За обедом раздался какой-то шум, и сердце мое тревожно заколотилось еще прежде, чем я успел окончательно узнать голос матери. Я выронил ложку, обрызгав супом соседей. С жалобным причитанием как вихрь ворвалась во двор моя мать в белом развевающемся на голове жаулыке[3] и пестром широком платье. Она кинулась сразу к столам, жадно разыскивая меня в этом сборище одинаково стриженных и, как один, одетых, ребят.

— Апа![4] — жалобно пискнул я, увидев, что она растерянно озирается.

Как она протянула ко мне свои руки! Как стремительно наклонилась ко мне, покачнув стол, расплескала тарелки и подняла меня на руки! Преодолевая смущение перед ребятами, я прильнул к ее груди, и меня сразу обдало родным запахом степи и матери.

Ребята, шумно и шаловливо сидевшие за столом, вдруг примолкли и замерли.

Как счастливы были бы многие из них, если бы смогли так же прижаться к своей матери! Не все, как я, убежали из дому: большинство и не помнило его — одних осиротила гражданская война, других — голод, вечным спутник старого аула. С раннего возраста не знали они материнской ласки, и, когда видели со стороны, как мать обнимает сына, вся горечь детской утраты поднималась со дна сердец и заставляла их с жадностью наблюдать незнакомое им проявление материнской нежности.

V

Но для матери в эту минуту они были не одинокие сироты, а враги, сманившие ее дорогого сыночка из родного аула в город. Она обрушилась с упреками на этих «врагов», упрекая их всех и каждого в отдельности.
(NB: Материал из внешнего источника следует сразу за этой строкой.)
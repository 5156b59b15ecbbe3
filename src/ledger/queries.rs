// 8.6: read-only views. none of these take the entry lock or touch custody.

use rust_decimal::Decimal;

use super::core::PositionLedger;
use super::results::LedgerError;
use crate::custody::CollateralCustody;
use crate::liquidation::estimated_liquidation_price;
use crate::market::Market;
use crate::oracle::PricingAdapter;
use crate::pnl::is_liquidatable;
use crate::position::{Position, PositionView};
use crate::types::{AccountId, MarketId, PositionId};

impl<P: PricingAdapter, C: CollateralCustody> PositionLedger<P, C> {
    // order is unspecified
    pub fn positions_of(&self, trader: AccountId) -> Vec<PositionId> {
        self.trader_index.get(&trader).cloned().unwrap_or_default()
    }

    pub fn position(&self, id: PositionId) -> Option<&Position> {
        self.positions.get(&id)
    }

    pub fn position_count(&self) -> usize {
        self.positions.len()
    }

    /// Live valuation of a position at the current oracle price and funding index.
    pub fn position_view(&self, id: PositionId) -> Result<PositionView, LedgerError> {
        let position = self.position_or_err(id)?;
        let valuation = self.value_position(position)?;
        let maintenance = self.market_or_err(position.market_id)?.maintenance_margin();

        Ok(PositionView {
            position: position.clone(),
            current_price: valuation.price,
            unrealized_pnl: valuation.pnl,
            funding_owed: valuation.funding,
            equity: valuation.equity,
            maintenance_margin: maintenance,
            liquidatable: is_liquidatable(valuation.equity, position.size, maintenance),
            estimated_liquidation_price: estimated_liquidation_price(
                position.direction,
                position.entry_price,
                position.margin,
                valuation.funding,
                position.size,
                maintenance,
            ),
        })
    }

    pub fn market(&self, id: MarketId) -> Option<&Market> {
        self.registry.get(id)
    }

    pub fn markets(&self) -> impl Iterator<Item = &Market> {
        self.registry.iter()
    }

    /// (long, short) aggregate size.
    pub fn open_interest(&self, id: MarketId) -> Option<(Decimal, Decimal)> {
        self.registry.open_interest(id)
    }
}

#[cfg(test)]
mod tests {
    use super::*;
    use crate::config::{ChainConfig, LedgerConfig};
    use crate::custody::InMemoryCustody;
    use crate::ledger::{ErrorKind, OpenRequest};
    use crate::market::NewMarket;
    use crate::oracle::StaticPriceFeed;
    use crate::types::{Direction, OracleRef, Quote};
    use rust_decimal_macros::dec;

    fn oracle() -> OracleRef {
        OracleRef::new("BTC/USD")
    }

    fn setup() -> (PositionLedger<StaticPriceFeed, InMemoryCustody>, PositionId) {
        let mut custody = InMemoryCustody::new();
        custody.fund(AccountId(1), dec!(1_000));

        let mut ledger = PositionLedger::new(
            ChainConfig::default(),
            LedgerConfig::default(),
            StaticPriceFeed::new().with_price(&oracle(), dec!(1000)),
            custody,
        )
        .unwrap();
        ledger
            .add_market(
                MarketId(1),
                NewMarket {
                    oracle: oracle(),
                    min_collateral: Quote::new(dec!(10)),
                    max_leverage: 10,
                    maintenance_margin_bps: 500,
                },
            )
            .unwrap();
        let id = ledger
            .open(OpenRequest::new(MarketId(1), AccountId(1), Direction::Long, Quote::new(dec!(100)), 10))
            .unwrap();
        (ledger, id)
    }

    #[test]
    fn view_tracks_oracle() {
        let (mut ledger, id) = setup();

        let view = ledger.position_view(id).unwrap();
        assert!(view.unrealized_pnl.is_zero());
        assert_eq!(view.equity.value(), dec!(100));
        assert!(!view.liquidatable);
        assert_eq!(view.estimated_liquidation_price.map(|p| p.value()), Some(dec!(950)));

        ledger.pricing_mut().set_price(&oracle(), dec!(940));
        let view = ledger.position_view(id).unwrap();
        assert_eq!(view.unrealized_pnl.value(), dec!(-60));
        assert!(view.liquidatable);
    }

    #[test]
    fn view_of_missing_position() {
        let (ledger, _) = setup();
        let err = ledger.position_view(PositionId(42)).unwrap_err();
        assert_eq!(err.kind(), ErrorKind::NotFound);
    }

    #[test]
    fn view_without_oracle_price() {
        let (mut ledger, id) = setup();
        ledger.pricing_mut().remove_price(&oracle());
        assert_eq!(ledger.position_view(id).unwrap_err().kind(), ErrorKind::Oracle);
    }

    #[test]
    fn unknown_trader_has_no_positions() {
        let (ledger, _) = setup();
        assert!(ledger.positions_of(AccountId(77)).is_empty());
        assert_eq!(ledger.position_count(), 1);
    }
}
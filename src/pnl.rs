// 4.0 pnl.rs: all the money math, no state. every other module calls into here.
//
// every quotient is truncated toward zero at the collateral token's precision, the same
// thing an integer division in base units does on chain. for a positive result that is
// a small downward bias (at most one base unit); for a negative result it rounds toward
// zero. the bias is consistent across open/close/liquidate because everything goes
// through these functions.
//
// products of a size with a price move or an index move can leave Decimal's range for
// extreme inputs. those return None and the caller turns it into an error.

use rust_decimal::Decimal;

use crate::types::{Bps, Direction, Price, Quote};

// 4.1: (current - entry) for longs, (entry - current) for shorts, over entry, times size
pub fn unrealized_pnl(
    direction: Direction,
    entry_price: Price,
    current_price: Price,
    size: Quote,
    decimals: u32,
) -> Option<Quote> {
    let delta = current_price.value().checked_sub(entry_price.value())?;
    let pnl = (direction.sign() * delta)
        .checked_mul(size.value())?
        .checked_div(entry_price.value())?;
    Some(Quote::new(pnl).truncate(decimals))
}

// 4.2: what the position owes (positive) or is owed (negative) since entry.
// index up = longs pay, shorts receive.
pub fn funding_settlement(
    direction: Direction,
    entry_index: Decimal,
    current_index: Decimal,
    size: Quote,
    index_scale: Decimal,
    decimals: u32,
) -> Option<Quote> {
    if entry_index == current_index || index_scale.is_zero() {
        return Some(Quote::zero());
    }
    let moved = current_index.checked_sub(entry_index)?;
    let owed = (direction.sign() * moved)
        .checked_mul(size.value())?
        .checked_div(index_scale)?;
    Some(Quote::new(owed).truncate(decimals))
}

// 4.3: size * bps / 10000, rounded down
pub fn trading_fee(size: Quote, fee_rate: Bps, decimals: u32) -> Quote {
    fee_rate.apply(size, decimals)
}

// margin + pnl - funding
pub fn remaining_equity(margin: Quote, pnl: Quote, funding: Quote) -> Option<Quote> {
    margin.checked_add(pnl)?.checked_sub(funding)
}

pub fn maintenance_requirement(size: Quote, maintenance_margin: Bps) -> Quote {
    Quote::new(size.value() * maintenance_margin.as_fraction())
}

// 4.4: equity strictly below maintenance
pub fn is_liquidatable(equity: Quote, size: Quote, maintenance_margin: Bps) -> bool {
    equity < maintenance_requirement(size, maintenance_margin)
}

// 4.5: what the trader gets back on a voluntary close. losses past margin are eaten.
pub fn close_payout(equity: Quote, fee: Quote) -> Quote {
    equity.saturating_sub(fee).max_zero()
}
Бораш молча дружески мне подмигнул. Шеген отвернулся.

Выпалив залпом свое возмущение, мать начала утихать. Только тогда в разговор с ней вступила Мария Викторовна. Она заговорила приветливо, пригласила ее к столу и поставила перед нею чай. Но мать решительным жестом отставила чай и опять закипела.

— Вы, мать, не волнуйтесь. Если вы твердо решили взять сына домой, я не задержу его ни на минуту. Видите, сколько тут у меня сыновей, — ласково убеждала воспитательница, незаметно пододвигая обратно к матери чай и сладости. — Садитесь, пожалуйста, поговорим.

Но та упорно отставляла пиалу с чаем, страстно крича, что не оставит родное дитя ни на час в этом доме.

И вдруг обе разом, поняв, что спора между ними нет и что говорят они об одном и том же, приумолкли. Чай возвратился к моей матери и завершил ее полное поражение.

— Я не пойду в аул! Кара-Мурт запрет меня в сарай! — вдруг воскликнул я.

Все вокруг засмеялись, кроме Марии Викторовны.

— Тогда попроси мать оставить тебя здесь учиться… — сказала она.

От неожиданности этого предложения мать умолкла, недоуменно моргая; она не нашла сразу ответа, но ее руки, так крепко прижимавшие меня к теплой груди, вдруг ослабели. Если бы она не выпустила меня из объятий, я так бы и вернулся с ней в аул, потому что я слышал биение материнского сердца, дрожащего за судьбу своего сына. Ее громкие причитания трогали меня меньше, чем этот трепетный стук в ее груди.

Воспитательница взяла мою мать под руку и увела ее в свою комнату. На другой день мать уехала в аул на дрожках детдома.